[Source data]
- - -

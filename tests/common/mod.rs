use async_trait::async_trait;
use reach_finns::query::cursor::PageCursor;
use reach_finns::query::models::{Field, PaginationState, QueryResult, Row};
use reach_finns::query::{QueryError, QueryService};
use std::sync::Arc;
use tokio::sync::Notify;

pub const TOTAL: u64 = 45;

/// Canned query service: 45 people, 20 per page.
///
/// "offline" questions fail in transport, "weather" questions come back
/// unanswered and "slow" questions wait until `gate` is notified.
#[derive(Default)]
pub struct StubQueryService {
    pub gate: Arc<Notify>,
}

pub fn person(index: u64) -> Row {
    Row::new()
        .with(Field::Name, format!("Person {}", index + 1))
        .with(Field::EarningsTotal, 1_000_000 - index * 1000)
        .with(Field::TaxRate, 0.32)
        .with(Field::Rank, index + 1)
}

#[async_trait]
impl QueryService for StubQueryService {
    async fn ask(&self, question: &str) -> Result<QueryResult, QueryError> {
        if question.contains("offline") {
            return Err(QueryError::Connection("connection refused".to_string()));
        }
        if question.contains("slow") {
            self.gate.notified().await;
        }
        if question.contains("weather") {
            return Ok(QueryResult {
                status: Some("failed".to_string()),
                error: Some("Only questions about high-earners are supported".to_string()),
                original_query: Some(question.to_string()),
                ..Default::default()
            });
        }

        Ok(QueryResult {
            results: (0..20).map(person).collect(),
            count: Some(TOTAL),
            pagination: Some(PaginationState::for_page(1, 20, TOTAL)),
            original_query: Some(question.to_string()),
            generated_query: Some("/people?order=earnings_total.desc&limit=20".to_string()),
            status: Some("completed".to_string()),
            ..Default::default()
        })
    }

    async fn fetch_page(&self, cursor: &PageCursor, page: u64) -> Result<Vec<Row>, QueryError> {
        let start = cursor.offset_for(page);
        let end = (start + cursor.limit).min(TOTAL);
        Ok((start..end).map(person).collect())
    }
}
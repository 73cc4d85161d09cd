use serde::de::{Deserializer, MapAccess, Visitor};
use serde::ser::{SerializeMap, Serializer};
use serde::{Deserialize, Serialize};
use serde_json::Value;
use std::fmt;
use tracing::trace;

// Known result fields of the `people` table
#[derive(Debug, Clone, Copy, PartialEq, Eq, PartialOrd, Ord, Hash, Serialize, Deserialize)]
#[serde(rename_all = "snake_case")]
pub enum Field {
    Name,
    LivingProvince,
    EarningsTotal,
    EarnedIncome,
    CapitalIncome,
    TaxRate,
    IncomeAfterTax,
    RemainingTax,
    Refunds,
    BirthYear,
    Rank,
    ProvinceRank,
}

impl Field {
    pub const ALL: [Field; 12] = [
        Field::Name,
        Field::LivingProvince,
        Field::EarningsTotal,
        Field::EarnedIncome,
        Field::CapitalIncome,
        Field::TaxRate,
        Field::IncomeAfterTax,
        Field::RemainingTax,
        Field::Refunds,
        Field::BirthYear,
        Field::Rank,
        Field::ProvinceRank,
    ];

    /// Key used by the query service and the REST backend.
    pub fn key(self) -> &'static str {
        match self {
            Field::Name => "name",
            Field::LivingProvince => "living_province",
            Field::EarningsTotal => "earnings_total",
            Field::EarnedIncome => "earned_income",
            Field::CapitalIncome => "capital_income",
            Field::TaxRate => "tax_rate",
            Field::IncomeAfterTax => "income_after_tax",
            Field::RemainingTax => "remaining_tax",
            Field::Refunds => "refunds",
            Field::BirthYear => "birth_year",
            Field::Rank => "rank",
            Field::ProvinceRank => "province_rank",
        }
    }

    /// Column header used in the published Finnish tax records export.
    pub fn source_header(self) -> &'static str {
        match self {
            Field::Name => "Nimi",
            Field::LivingProvince => "Maakunta",
            Field::EarningsTotal => "Yhteensä",
            Field::EarnedIncome => "Ansiotulo",
            Field::CapitalIncome => "Pääomatulo",
            Field::TaxRate => "Vero%",
            Field::IncomeAfterTax => "Tulo veron jälkeen",
            Field::RemainingTax => "Jäännösvero",
            Field::Refunds => "Palautukset",
            Field::BirthYear => "Syntymävuosi",
            Field::Rank => "Sija",
            Field::ProvinceRank => "Maakunnan sija",
        }
    }

    pub fn from_key(key: &str) -> Option<Field> {
        Field::ALL.into_iter().find(|f| f.key() == key)
    }

    pub fn from_source_header(header: &str) -> Option<Field> {
        Field::ALL.into_iter().find(|f| f.source_header() == header)
    }
}

impl fmt::Display for Field {
    fn fmt(&self, f: &mut fmt::Formatter<'_>) -> fmt::Result {
        f.write_str(self.key())
    }
}

/// One result record. Keys outside the known vocabulary are dropped on decode.
#[derive(Debug, Clone, Default, PartialEq)]
pub struct Row {
    values: Vec<(Field, Value)>,
}

impl Row {
    pub fn new() -> Self {
        Self::default()
    }

    /// Sets a value, replacing any previous value for the same field.
    pub fn with(mut self, field: Field, value: impl Into<Value>) -> Self {
        self.insert(field, value.into());
        self
    }

    pub fn insert(&mut self, field: Field, value: Value) {
        match self.values.iter_mut().find(|(f, _)| *f == field) {
            Some(slot) => slot.1 = value,
            None => self.values.push((field, value)),
        }
    }

    /// Returns the value for a field; absent fields read as `Null`.
    pub fn get(&self, field: Field) -> &Value {
        self.values
            .iter()
            .find(|(f, _)| *f == field)
            .map(|(_, v)| v)
            .unwrap_or(&Value::Null)
    }

    pub fn fields(&self) -> impl Iterator<Item = Field> + '_ {
        self.values.iter().map(|(f, _)| *f)
    }
}

impl Serialize for Row {
    fn serialize<S: Serializer>(&self, serializer: S) -> Result<S::Ok, S::Error> {
        let mut map = serializer.serialize_map(Some(self.values.len()))?;
        for (field, value) in &self.values {
            map.serialize_entry(field.key(), value)?;
        }
        map.end()
    }
}

impl<'de> Deserialize<'de> for Row {
    fn deserialize<D: Deserializer<'de>>(deserializer: D) -> Result<Self, D::Error> {
        struct RowVisitor;

        impl<'de> Visitor<'de> for RowVisitor {
            type Value = Row;

            fn expecting(&self, f: &mut fmt::Formatter) -> fmt::Result {
                f.write_str("a result row object")
            }

            fn visit_map<A: MapAccess<'de>>(self, mut access: A) -> Result<Row, A::Error> {
                let mut row = Row::new();
                while let Some(key) = access.next_key::<String>()? {
                    let value: Value = access.next_value()?;
                    match Field::from_key(&key) {
                        Some(field) => row.insert(field, value),
                        None => trace!("Discarding unrecognized field '{}'", key),
                    }
                }
                Ok(row)
            }
        }

        deserializer.deserialize_map(RowVisitor)
    }
}

/// Pagination window of the currently displayed page.
#[derive(Debug, Clone, Copy, PartialEq, Eq, Serialize, Deserialize)]
#[serde(rename_all = "camelCase")]
pub struct PaginationState {
    #[serde(alias = "currentPageSize")]
    pub page_size: u64,
    pub total_count: u64,
    pub start_index: u64,
    pub end_index: i64,
    pub has_next_page: bool,
    pub has_previous_page: bool,
}

/// Response of the natural-language query service.
#[derive(Debug, Clone, Default, PartialEq, Serialize, Deserialize)]
#[serde(rename_all = "camelCase")]
pub struct QueryResult {
    #[serde(default)]
    pub results: Vec<Row>,
    #[serde(default, skip_serializing_if = "Option::is_none")]
    pub count: Option<u64>,
    #[serde(default, skip_serializing_if = "Option::is_none")]
    pub total_count: Option<u64>,
    #[serde(default, skip_serializing_if = "Option::is_none")]
    pub pagination: Option<PaginationState>,
    #[serde(default, skip_serializing_if = "Option::is_none")]
    pub original_query: Option<String>,
    #[serde(default, skip_serializing_if = "Option::is_none")]
    pub generated_query: Option<String>,
    #[serde(default, skip_serializing_if = "Option::is_none")]
    pub status: Option<String>,
    #[serde(default, skip_serializing_if = "Option::is_none")]
    pub error: Option<String>,
}

impl QueryResult {
    /// Total number of matching records across all pages.
    pub fn total(&self) -> u64 {
        self.pagination
            .map(|p| p.total_count)
            .or(self.total_count)
            .or(self.count)
            .unwrap_or(self.results.len() as u64)
    }

    /// Backend-reported reason the question could not be answered.
    pub fn failure_message(&self) -> Option<&str> {
        self.error.as_deref().map(str::trim).filter(|e| !e.is_empty())
    }
}

// Request body of the natural-language query service
#[derive(Debug, Serialize, Deserialize)]
pub struct QueryRequest {
    pub query: String,
}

- - -

**Work required:**
Among the lines above, which ones hold the string "Clone"? Show them.

**Completed task:**
#[derive(Debug, Clone, Copy, PartialEq, Eq, PartialOrd, Ord, Hash, Serialize, Deserialize)]
#[derive(Debug, Clone, Default, PartialEq)]
#[derive(Debug, Clone, Copy, PartialEq, Eq, Serialize, Deserialize)]
#[derive(Debug, Clone, Default, PartialEq, Serialize, Deserialize)]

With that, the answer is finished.